Wir erreichen das Institute for Healing Architecture. Die Räume wirken nüchtern, geradezu unwirtlich. Es empfing uns eine junge Frau, sie stellte sich als wissenschaftliche Assistentin vor. Die Frau Professor war kurzfristig indisponiert. Wir bewegten uns durch das Institut in Richtung Konferenzraum. Dort fiel uns auf: Die meisten Schreibtische waren leer. Die Assistentin erwähnte, dass fünf ihrer sieben Kollegen krank seien. Die Räume waren kahl eingerichtet, man fühlte sich nicht besonders wohl. Und die Zimmerpflanzen, allesamt Ficus Benjamini, trugen kaum mehr Blätter. Es war gespenstisch in diesem Institut, das für Heilung sorgen soll.
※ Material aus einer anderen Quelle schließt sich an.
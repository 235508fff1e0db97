use serde::{Deserialize, Serialize};

use crate::config::{Credential, TODOIST_TASKS_URL};

/// Todoist's most urgent priority (shown red in the apps).
pub const HIGHEST_PRIORITY: u8 = 4;

/// Error of a single task creation. It never affects the other tasks of a run.
#[derive(Debug, thiserror::Error)]
pub enum PublishError {
    /// The request couldn't be sent or no response arrived
    #[error("request to task service failed: {0}")]
    Transport(#[source] reqwest::Error),
    /// The service answered with a non-success status (bad token, validation, ...)
    #[error("task service rejected the task: status={status}, body={body:?}")]
    Rejected { status: u16, body: String },
    /// The task was probably created but the answer couldn't be read
    #[error("unexpected response from task service: {0}")]
    Decode(#[source] reqwest::Error),
}

/// Request body for creating a task.
#[derive(Debug, Clone, PartialEq, Eq, Serialize)]
pub struct NewTask<'a> {
    pub content: &'a str,
    pub due_string: &'static str,
    pub priority: u8,
}

impl<'a> NewTask<'a> {
    /// A task due today with the highest priority.
    pub fn due_today(content: &'a str) -> Self {
        NewTask {
            content,
            due_string: "today",
            priority: HIGHEST_PRIORITY,
        }
    }
}

/// The part of the service's answer that is reported back to the operator.
#[derive(Debug, Clone, PartialEq, Eq, Deserialize)]
pub struct CreatedTask {
    pub id: String,
    pub content: String,
}

/// Something tasks can be created in.
pub trait TaskService {
    fn create_task(&self, task: &NewTask<'_>) -> Result<CreatedTask, PublishError>;
}

/// Blocking client for the Todoist REST API.
pub struct TodoistClient {
    http: reqwest::blocking::Client,
    url: String,
    credential: Credential,
}

impl TodoistClient {
    pub fn new(credential: Credential) -> Self {
        Self::with_url(credential, TODOIST_TASKS_URL)
    }

    pub fn with_url(credential: Credential, url: impl Into<String>) -> Self {
        TodoistClient {
            http: reqwest::blocking::Client::new(),
            url: url.into(),
            credential,
        }
    }
}

impl TaskService for TodoistClient {
    fn create_task(&self, task: &NewTask<'_>) -> Result<CreatedTask, PublishError> {
        let response = self
            .http
            .post(&self.url)
            .bearer_auth(self.credential.token())
            .json(task)
            .send()
            .map_err(PublishError::Transport)?;

        let status = response.status();
        log::trace!("Task service responded with {status}");
        if !status.is_success() {
            let body = response.text().unwrap_or_default();
            return Err(PublishError::Rejected {
                status: status.as_u16(),
                body,
            });
        }
        response.json().map_err(PublishError::Decode)
    }
}

/// Result of one attempted task.
#[derive(Debug)]
pub struct TaskOutcome {
    pub content: String,
    pub result: Result<CreatedTask, PublishError>,
}

/// Per task results of a run in the order the tasks were attempted.
#[derive(Debug, Default)]
pub struct PublishReport {
    pub outcomes: Vec<TaskOutcome>,
}

impl PublishReport {
    pub fn succeeded(&self) -> usize {
        self.outcomes.iter().filter(|o| o.result.is_ok()).count()
    }

    pub fn failed(&self) -> usize {
        self.outcomes.len() - self.succeeded()
    }
}

/// Create every task in order. A failing task is recorded and the loop goes on,
/// nothing is retried or rolled back.
pub fn publish_all<S: TaskService + ?Sized>(service: &S, tasks: &[String]) -> PublishReport {
    let mut report = PublishReport::default();
    for content in tasks {
        let result = service.create_task(&NewTask::due_today(content));
        match &result {
            Ok(created) => log::debug!("Created task {} ({content})", created.id),
            Err(err) => log::warn!("Creating task '{content}' failed: {err}"),
        }
        report.outcomes.push(TaskOutcome {
            content: content.clone(),
            result,
        });
    }
    report
}

#[cfg(test)]
mod tests {
    use std::cell::RefCell;

    use super::*;

    /// Records each request and rejects the attempts listed in `fail_on`.
    struct FakeService {
        fail_on: Vec<usize>,
        seen: RefCell<Vec<NewTask<'static>>>,
    }

    impl FakeService {
        fn failing_on(fail_on: &[usize]) -> Self {
            FakeService {
                fail_on: fail_on.to_vec(),
                seen: RefCell::new(Vec::new()),
            }
        }
    }

    impl TaskService for FakeService {
        fn create_task(&self, task: &NewTask<'_>) -> Result<CreatedTask, PublishError> {
            let mut seen = self.seen.borrow_mut();
            let attempt = seen.len();
            seen.push(NewTask {
                content: String::from(task.content).leak(),
                due_string: task.due_string,
                priority: task.priority,
            });
            if self.fail_on.contains(&attempt) {
                Err(PublishError::Rejected {
                    status: 500,
                    body: "boom".into(),
                })
            } else {
                Ok(CreatedTask {
                    id: attempt.to_string(),
                    content: task.content.to_owned(),
                })
            }
        }
    }

    fn tasks(n: usize) -> Vec<String> {
        (1..=n).map(|i| format!("task {i}")).collect()
    }

    #[test]
    fn failure_in_the_middle_does_not_stop_the_batch() {
        let service = FakeService::failing_on(&[1]);
        let report = publish_all(&service, &tasks(4));

        assert_eq!(service.seen.borrow().len(), 4);
        assert_eq!(report.outcomes.len(), 4);
        assert_eq!(report.succeeded(), 3);
        assert_eq!(report.failed(), 1);

        let contents: Vec<_> = report.outcomes.iter().map(|o| o.content.as_str()).collect();
        assert_eq!(contents, ["task 1", "task 2", "task 3", "task 4"]);
        assert!(matches!(
            report.outcomes[1].result,
            Err(PublishError::Rejected { status: 500, .. })
        ));
        assert!(report.outcomes[3].result.is_ok());
    }

    #[test]
    fn every_task_is_due_today_with_highest_priority() {
        let service = FakeService::failing_on(&[]);
        publish_all(&service, &tasks(2));
        for task in service.seen.borrow().iter() {
            assert_eq!(task.due_string, "today");
            assert_eq!(task.priority, HIGHEST_PRIORITY);
        }
    }

    #[test]
    fn all_failing_is_still_reported_per_task() {
        let service = FakeService::failing_on(&[0, 1, 2]);
        let report = publish_all(&service, &tasks(3));
        assert_eq!(report.failed(), 3);
        assert_eq!(report.outcomes.len(), 3);
    }

    #[test]
    fn request_body_has_todoist_shape() {
        let body = serde_json::to_value(NewTask::due_today("💪 训练: squats")).unwrap();
        assert_eq!(
            body,
            serde_json::json!({
                "content": "💪 训练: squats",
                "due_string": "today",
                "priority": 4,
            })
        );
    }

    #[test]
    fn created_task_ignores_extra_fields() {
        let created: CreatedTask = serde_json::from_str(
            r#"{"id":"6X7rM8997g3RQmvh","content":"🥣 早餐: oats","priority":4,"checked":false}"#,
        )
        .unwrap();
        assert_eq!(created.id, "6X7rM8997g3RQmvh");
        assert_eq!(created.content, "🥣 早餐: oats");
    }
}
Nach einem detailreichen wissenschaftlichen Vortrag saßen wir in diesem Konferenzraum, kühl, still und ratlos. Allesamt haben sich mehr von diesem Besuch erwartet. In dem Moment wurde mir klar, dass ich die Gruppe auf die Beobachtungsfähigkeit hinweisen muss. Die räumlichen Erlebnisse haben uns zu sehr beeindruckt, als dass wir darin noch Potenziale sehen könnten. Enttäuschung wäre die Folge. Gleichzeitig ist das Thema der Healing Architecture mit enormem Potenzial ausgestattet. Die Notwendigkeit, unsere Häuser und auch Stadtteile gesund zu bauen, ist heute enorm groß. Auch wenn es in diesen Räumen des Instituts nicht direkt erlebbar war: Man hatte sich dort viel Kompetenz in genau diesen Fragen aufgebaut. Die Beispiele, an denen gearbeitet wird, und die akribischen Publikationen beweisen dies. Mir wurde klar: Wir sollten versuchen, das Potenzial des Moments zu erkennen. Dadurch bewegen wir uns im Raum der Möglichkeiten. Als ich der Gruppe dies gespiegelt habe, hat sich ad hoc die Stimmung gedreht. Den Menschen wurde bewusst, das hier kann zu einem ganz wichtigen Moment der Reise werden. Wir blicken in ein Zukunftspotenzial, das erst wenige kennen. Dieser Moment wurde zu einem der Highlights der Reise. Nicht aufgrund einer Sensation oder einer Euphorie, sondern weil es der Gruppe gelungen ist, ihre Beobachtung auf das Potenzial des Moments zu lenken. Werten verschließt die Tür zum Möglichen. Oft zu schnell. Halten Sie sich diese Türe offen: Der Preis ist gering. Beobachten und das Geschwader an Meinungen, Begründungen und Assoziationen im Kopf einfach ziehen lassen.